Design and technology
If parsing was a little too mathematically esoteric for you, how about something a little more down to Earth? Like publishing webpages. Writing CGI scripts is probably what Perl is used for most, and like most things, there is an Easy Way, and there is a Hard Way. As usual, the Hard Way looks deceptively simple at first, but eventually blows up in your face (this is the voice of experience talking, so take heed of my mistakes!). The Easy Way seems a little more complex at first, but it'll save you weeks of effort when it comes to changing things later.
As far as the Easy Way for CGI scripts goes, this is likely to mean using two modules, one to deal with your design (i.e. the HTML), and the other to deal with your technology (i.e. the Perl). We'll be looking at two stalwart modules for these purposes in this lesson:
HTML::Templatefor your designCGIfor the underpinning of your technology
There are very good reasons to extricate your design and your technology, not least of which is that it makes it easier to radically change one (and you will, even if you think you won't) with minimal impact on the other.
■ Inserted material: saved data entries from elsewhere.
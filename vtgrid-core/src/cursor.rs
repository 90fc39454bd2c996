//! Cursor state management
//!
//! Handles cursor position, the pen used for new characters, and the
//! DECSC/DECRC saved state.

use serde::{Deserialize, Serialize};

use crate::cell::CellAttributes;
use crate::charset::CharsetState;

/// Cursor visual style (DECSCUSR)
#[derive(Debug, Clone, Copy, PartialEq, Eq, Default, Serialize, Deserialize)]
#[serde(rename_all = "lowercase")]
pub enum CursorStyle {
    #[default]
    Block,
    Underline,
    Bar,
}

impl CursorStyle {
    /// Decode a DECSCUSR parameter into (style, blinking)
    pub fn from_decscusr(param: u16) -> Option<(Self, bool)> {
        match param {
            0 | 1 => Some((CursorStyle::Block, true)),
            2 => Some((CursorStyle::Block, false)),
            3 => Some((CursorStyle::Underline, true)),
            4 => Some((CursorStyle::Underline, false)),
            5 => Some((CursorStyle::Bar, true)),
            6 => Some((CursorStyle::Bar, false)),
            _ => None,
        }
    }
}

/// Cursor state of one screen buffer
#[derive(Debug, Clone, Default, PartialEq, Eq, Serialize, Deserialize)]
pub struct Cursor {
    /// Column position (0-indexed)
    pub col: usize,
    /// Row position (0-indexed)
    pub row: usize,
    /// The last column was written and the next printable wraps first
    pub pending_wrap: bool,
    /// Current pen, copied into each printed cell
    pub attrs: CellAttributes,
}

impl Cursor {
    pub fn new() -> Self {
        Self::default()
    }

    /// Move to an absolute position, clamped to `cols` x `rows`
    pub fn move_to(&mut self, col: usize, row: usize, cols: usize, rows: usize) {
        self.col = col.min(cols.saturating_sub(1));
        self.row = row.min(rows.saturating_sub(1));
        self.pending_wrap = false;
    }

    pub fn reset(&mut self) {
        *self = Self::new();
    }
}

/// Saved cursor state for DECSC/DECRC
#[derive(Debug, Clone, Default, PartialEq, Eq, Serialize, Deserialize)]
pub struct SavedCursor {
    pub col: usize,
    pub row: usize,
    pub pending_wrap: bool,
    pub attrs: CellAttributes,
    pub origin_mode: bool,
    pub charset: CharsetState,
}

impl SavedCursor {
    pub fn save(cursor: &Cursor, origin_mode: bool, charset: &CharsetState) -> Self {
        Self {
            col: cursor.col,
            row: cursor.row,
            pending_wrap: cursor.pending_wrap,
            attrs: cursor.attrs,
            origin_mode,
            charset: charset.clone(),
        }
    }

    /// Write position, pen and wrap state back into `cursor`, clamped
    pub fn restore(&self, cursor: &mut Cursor, cols: usize, rows: usize) {
        cursor.move_to(self.col, self.row, cols, rows);
        cursor.pending_wrap = self.pending_wrap && self.col < cols;
        cursor.attrs = self.attrs;
    }
}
The other reason is simple tidiness: it is much easier to edit scripts that aren't spattered with HTML markup, and it's much easier to change HTML if it's not interspersed with neatly indented code - PHP and ASP afficionados may feel free to disagree ☺
Just to give you a brief taster of the techniques available to those
fool who would follow the Hard Way (such as my earlier self): parsing CGI
script GET and POST data is not quite as simple
as it might seem. At the very least, you will need something like
this:
sub parse
{
my %env = @_;
my ( @pairs, %formdata );
if ( $env{ REQUEST_METHOD } eq 'GET' )
{
@pairs = split /&/, $env{ QUERY_STRING };
}
elsif ( $env{ REQUEST_METHOD } eq 'POST' )
{
read ( STDIN, $_, $env{ CONTENT_LENGTH } );
@pairs = split /&/, $_;
if ( $env{ QUERY_STRING } )
{
my @getpairs = split /&/, $env{ QUERY_STRING };
push @pairs, @getpairs;
}
}
foreach ( @pairs )
{
my ( $key, $value ) = split /=/;
$key =~ tr/+/ /;
$key =~ s/%([a-fA-F0-9][a-fA-F0-9])/pack( "C", hex($1) )/eg;
# remove hex encoding
$value =~ tr/+/ /;
$value =~ s/%([a-fA-F0-9][a-fA-F0-9])/pack( "C", hex($1) )/eg;
# remove hex encoding
$value =~ s/<!--.*-->//sg;
# remove server side includes (badly)
if ( $formdata{ $key } )
{
$formdata{ $key } .= ", $value";
}
else
{
$formdata{ $key } = $value;
}
}
return %formdata;
}
And that's just to get the data out of the sundry envelopes it can arrive in, ungibberished to get back all those characters query strings don't like, and into a usable hash. Ugh.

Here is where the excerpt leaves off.